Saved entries

=== Section Start ===

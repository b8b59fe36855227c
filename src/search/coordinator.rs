//! Search coordinator
//!
//! Routes each query to the local engine when its link is ready, otherwise
//! races the two remote legs. Every outcome ends up as an action on the
//! [`SearchStore`]; nothing is returned to the caller.
//!
//! Each query opens a new generation with its own cancellation token. The
//! generation travels with the local `SEARCH` and comes back on the reply;
//! remote legs capture it. A response is committed only if its generation is
//! still current. The check and the dispatch happen under one lock, so a
//! superseded response can never land after a newer `TRIGGERED`.

use std::sync::Arc;

use parking_lot::Mutex;
use serde_json::Value;
use tokio::sync::{mpsc, watch};
use tokio::task::JoinHandle;
use tokio_util::sync::CancellationToken;
use tracing::{debug, trace, warn};

use super::state::SearchAction;
use super::store::SearchStore;
use crate::engine::protocol::parse_matches;
use crate::engine::{EngineLink, EngineMessage, MainMessage};
use crate::error::{DocsError, Result};
use crate::remote::RemoteSearch;

#[derive(Debug, Clone, Copy, PartialEq, Eq, Hash)]
enum Leg {
    Lexical,
    Semantic,
}

impl Leg {
    const fn as_str(self) -> &'static str {
        match self {
            Self::Lexical => "lexical",
            Self::Semantic => "semantic",
        }
    }
}

/// Bookkeeping for the current generation.
#[derive(Debug, Clone, Copy, Default)]
struct Progress {
    generation: u64,
    /// Remote legs of this generation that have not resolved.
    outstanding: usize,
    /// A local `SEARCH` was posted and has not been answered.
    local_pending: bool,
}

impl Progress {
    const fn is_idle(&self) -> bool {
        self.outstanding == 0 && !self.local_pending
    }
}

struct Shared {
    store: Arc<SearchStore>,
    progress: watch::Sender<Progress>,
}

impl Shared {
    fn commit_remote(
        &self,
        leg: Leg,
        generation: u64,
        token: &CancellationToken,
        outcome: Result<Value>,
    ) {
        if matches!(&outcome, Err(err) if err.is_aborted()) {
            debug!(leg = leg.as_str(), generation, "remote request aborted");
            return;
        }

        self.progress.send_if_modified(|progress| {
            if token.is_cancelled() || progress.generation != generation {
                debug!(
                    leg = leg.as_str(),
                    generation,
                    current = progress.generation,
                    "discarding superseded remote response"
                );
                return false;
            }

            let outstanding = progress.outstanding;
            progress.outstanding = outstanding.saturating_sub(1);

            match outcome {
                Ok(rows) => self.store.dispatch(SearchAction::Completed {
                    results: rows,
                    still_outstanding: outstanding > 1,
                }),
                Err(err) => {
                    warn!(leg = leg.as_str(), generation, error = %err, "remote search failed");
                    if outstanding == 1 {
                        self.store.dispatch(SearchAction::Errored);
                    }
                }
            }
            true
        });
    }

    fn commit_local(&self, message: EngineMessage) {
        let Some(generation) = message.reply_generation() else {
            trace!(message = message.name(), "ignoring non-search engine event");
            return;
        };

        self.progress.send_if_modified(|progress| {
            if progress.generation != generation {
                debug!(
                    generation,
                    current = progress.generation,
                    "discarding superseded engine reply"
                );
                return false;
            }

            progress.local_pending = false;
            match message {
                EngineMessage::SearchResults { matches, .. } => match parse_matches(&matches) {
                    Ok(rows) => self.store.dispatch(SearchAction::completed(rows)),
                    Err(err) => {
                        warn!(generation, error = %err, "engine returned unusable matches");
                        self.store.dispatch(SearchAction::Errored);
                    }
                },
                EngineMessage::SearchError { message, .. } => {
                    warn!(generation, message = %message, "local search failed");
                    self.store.dispatch(SearchAction::Errored);
                }
                EngineMessage::Checkpoint { .. } | EngineMessage::Error { .. } => {}
            }
            true
        });
    }

    /// Settle `generation` as failed if it is still current.
    fn fail(&self, generation: u64) {
        self.progress.send_if_modified(|progress| {
            if progress.generation != generation {
                return false;
            }
            progress.outstanding = 0;
            progress.local_pending = false;
            self.store.dispatch(SearchAction::Errored);
            true
        });
    }
}

/// Dual-path search coordinator.
pub struct SearchCoordinator<R: RemoteSearch> {
    shared: Arc<Shared>,
    remote: Option<Arc<R>>,
    engine: Option<EngineLink>,
    cancel: Mutex<CancellationToken>,
    listener: Option<JoinHandle<()>>,
}

impl<R: RemoteSearch> std::fmt::Debug for SearchCoordinator<R> {
    fn fmt(&self, f: &mut std::fmt::Formatter<'_>) -> std::fmt::Result {
        f.debug_struct("SearchCoordinator")
            .field("engine", &self.engine)
            .field("remote", &self.remote.is_some())
            .field("progress", &*self.shared.progress.borrow())
            .finish_non_exhaustive()
    }
}

impl<R: RemoteSearch> SearchCoordinator<R> {
    /// Coordinator without a local engine.
    #[must_use]
    pub fn new(store: Arc<SearchStore>, remote: Option<R>) -> Self {
        let (progress, _) = watch::channel(Progress::default());
        Self {
            shared: Arc::new(Shared { store, progress }),
            remote: remote.map(Arc::new),
            engine: None,
            cancel: Mutex::new(CancellationToken::new()),
            listener: None,
        }
    }

    /// Coordinator with a local engine. `connect` receives the sender for
    /// search replies and returns the started link. Must be called inside a
    /// tokio runtime.
    pub fn with_engine<F>(store: Arc<SearchStore>, remote: Option<R>, connect: F) -> Self
    where
        F: FnOnce(mpsc::UnboundedSender<EngineMessage>) -> EngineLink,
    {
        let mut coordinator = Self::new(store, remote);
        let (tx, mut rx) = mpsc::unbounded_channel();
        coordinator.engine = Some(connect(tx));

        let shared = Arc::clone(&coordinator.shared);
        coordinator.listener = Some(tokio::spawn(async move {
            while let Some(message) = rx.recv().await {
                shared.commit_local(message);
            }
        }));
        coordinator
    }

    #[must_use]
    pub fn store(&self) -> &Arc<SearchStore> {
        &self.shared.store
    }

    #[must_use]
    pub const fn engine(&self) -> Option<&EngineLink> {
        self.engine.as_ref()
    }

    /// Current generation number; bumps on every `search` and `reset`.
    #[must_use]
    pub fn generation(&self) -> u64 {
        self.shared.progress.borrow().generation
    }

    /// Start a query. Results surface through the store.
    pub fn search(&self, query: &str) {
        let engine = self.engine.as_ref().filter(|engine| engine.is_ready());
        // In-flight bookkeeping is in place before TRIGGERED so `settled`
        // never mistakes the previous state for this query's answer.
        let (generation, token) = match (engine, &self.remote) {
            (Some(_), _) => self.supersede(0, true),
            (None, Some(_)) => self.supersede(2, false),
            // The only answer coming is the failure below.
            (None, None) => self.supersede(1, false),
        };
        self.shared.store.dispatch(SearchAction::Triggered);

        if let Some(engine) = engine {
            match engine.post(MainMessage::Search {
                query: query.to_string(),
                generation,
            }) {
                Ok(()) => {
                    debug!(query = %query, generation, "search routed to local engine");
                    return;
                }
                Err(err) if self.remote.is_some() => {
                    warn!(error = %err, "local engine rejected search; falling back to remote");
                    self.shared.progress.send_modify(|progress| {
                        if progress.generation == generation {
                            progress.outstanding = 2;
                            progress.local_pending = false;
                        }
                    });
                }
                Err(err) => {
                    warn!(error = %err, query = %query, "local engine rejected search");
                    self.shared.fail(generation);
                    return;
                }
            }
        }

        let Some(remote) = self.remote.clone() else {
            warn!(query = %query, "no search backend available");
            self.shared.fail(generation);
            return;
        };
        debug!(query = %query, generation, "search routed to remote legs");

        for leg in [Leg::Lexical, Leg::Semantic] {
            let shared = Arc::clone(&self.shared);
            let remote = Arc::clone(&remote);
            let token = token.clone();
            let query = query.to_string();
            tokio::spawn(async move {
                let request = async {
                    match leg {
                        Leg::Lexical => remote.lexical(&query).await,
                        Leg::Semantic => remote.semantic(&query).await,
                    }
                };
                let outcome = tokio::select! {
                    biased;
                    () = token.cancelled() => Err(DocsError::Aborted),
                    outcome = request => outcome,
                };
                shared.commit_remote(leg, generation, &token, outcome);
            });
        }
    }

    /// Abort whatever is in flight and return to `initial`.
    pub fn reset(&self) {
        if let Some(engine) = &self.engine {
            if let Err(err) = engine.post(MainMessage::AbortSearch) {
                trace!(error = %err, "no engine channel to abort");
            }
        }

        let token = std::mem::replace(&mut *self.cancel.lock(), CancellationToken::new());
        token.cancel();
        self.shared.progress.send_modify(|progress| {
            progress.generation += 1;
            progress.outstanding = 0;
            progress.local_pending = false;
            self.shared.store.dispatch(SearchAction::Reset);
        });
    }

    /// Resolve once nothing of the current generation is in flight and the
    /// state is terminal.
    pub async fn settled(&self) {
        let mut progress = self.shared.progress.subscribe();
        let mut states = self.shared.store.subscribe();
        loop {
            let idle = progress.borrow_and_update().is_idle();
            let terminal = !states.borrow_and_update().is_pending();
            if idle && terminal {
                return;
            }
            tokio::select! {
                changed = progress.changed() => if changed.is_err() { return },
                changed = states.changed() => if changed.is_err() { return },
            }
        }
    }

    /// Cancel the previous generation and open a new one with the given
    /// in-flight bookkeeping.
    fn supersede(&self, outstanding: usize, local_pending: bool) -> (u64, CancellationToken) {
        let token = CancellationToken::new();
        let previous = std::mem::replace(&mut *self.cancel.lock(), token.clone());
        previous.cancel();

        let mut generation = 0;
        self.shared.progress.send_modify(|progress| {
            progress.generation += 1;
            progress.outstanding = outstanding;
            progress.local_pending = local_pending;
            generation = progress.generation;
        });
        (generation, token)
    }
}

impl<R: RemoteSearch> Drop for SearchCoordinator<R> {
    fn drop(&mut self) {
        self.cancel.lock().cancel();
        if let Some(listener) = self.listener.take() {
            listener.abort();
        }
    }
}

=== Section End ===

_What is required_:
Look through the entries above, and wherever a line holds the string "const", copy it.

_Answer section_:
    const fn as_str(self) -> &'static str {
    const fn is_idle(&self) -> bool {
    pub const fn engine(&self) -> Option<&EngineLink> {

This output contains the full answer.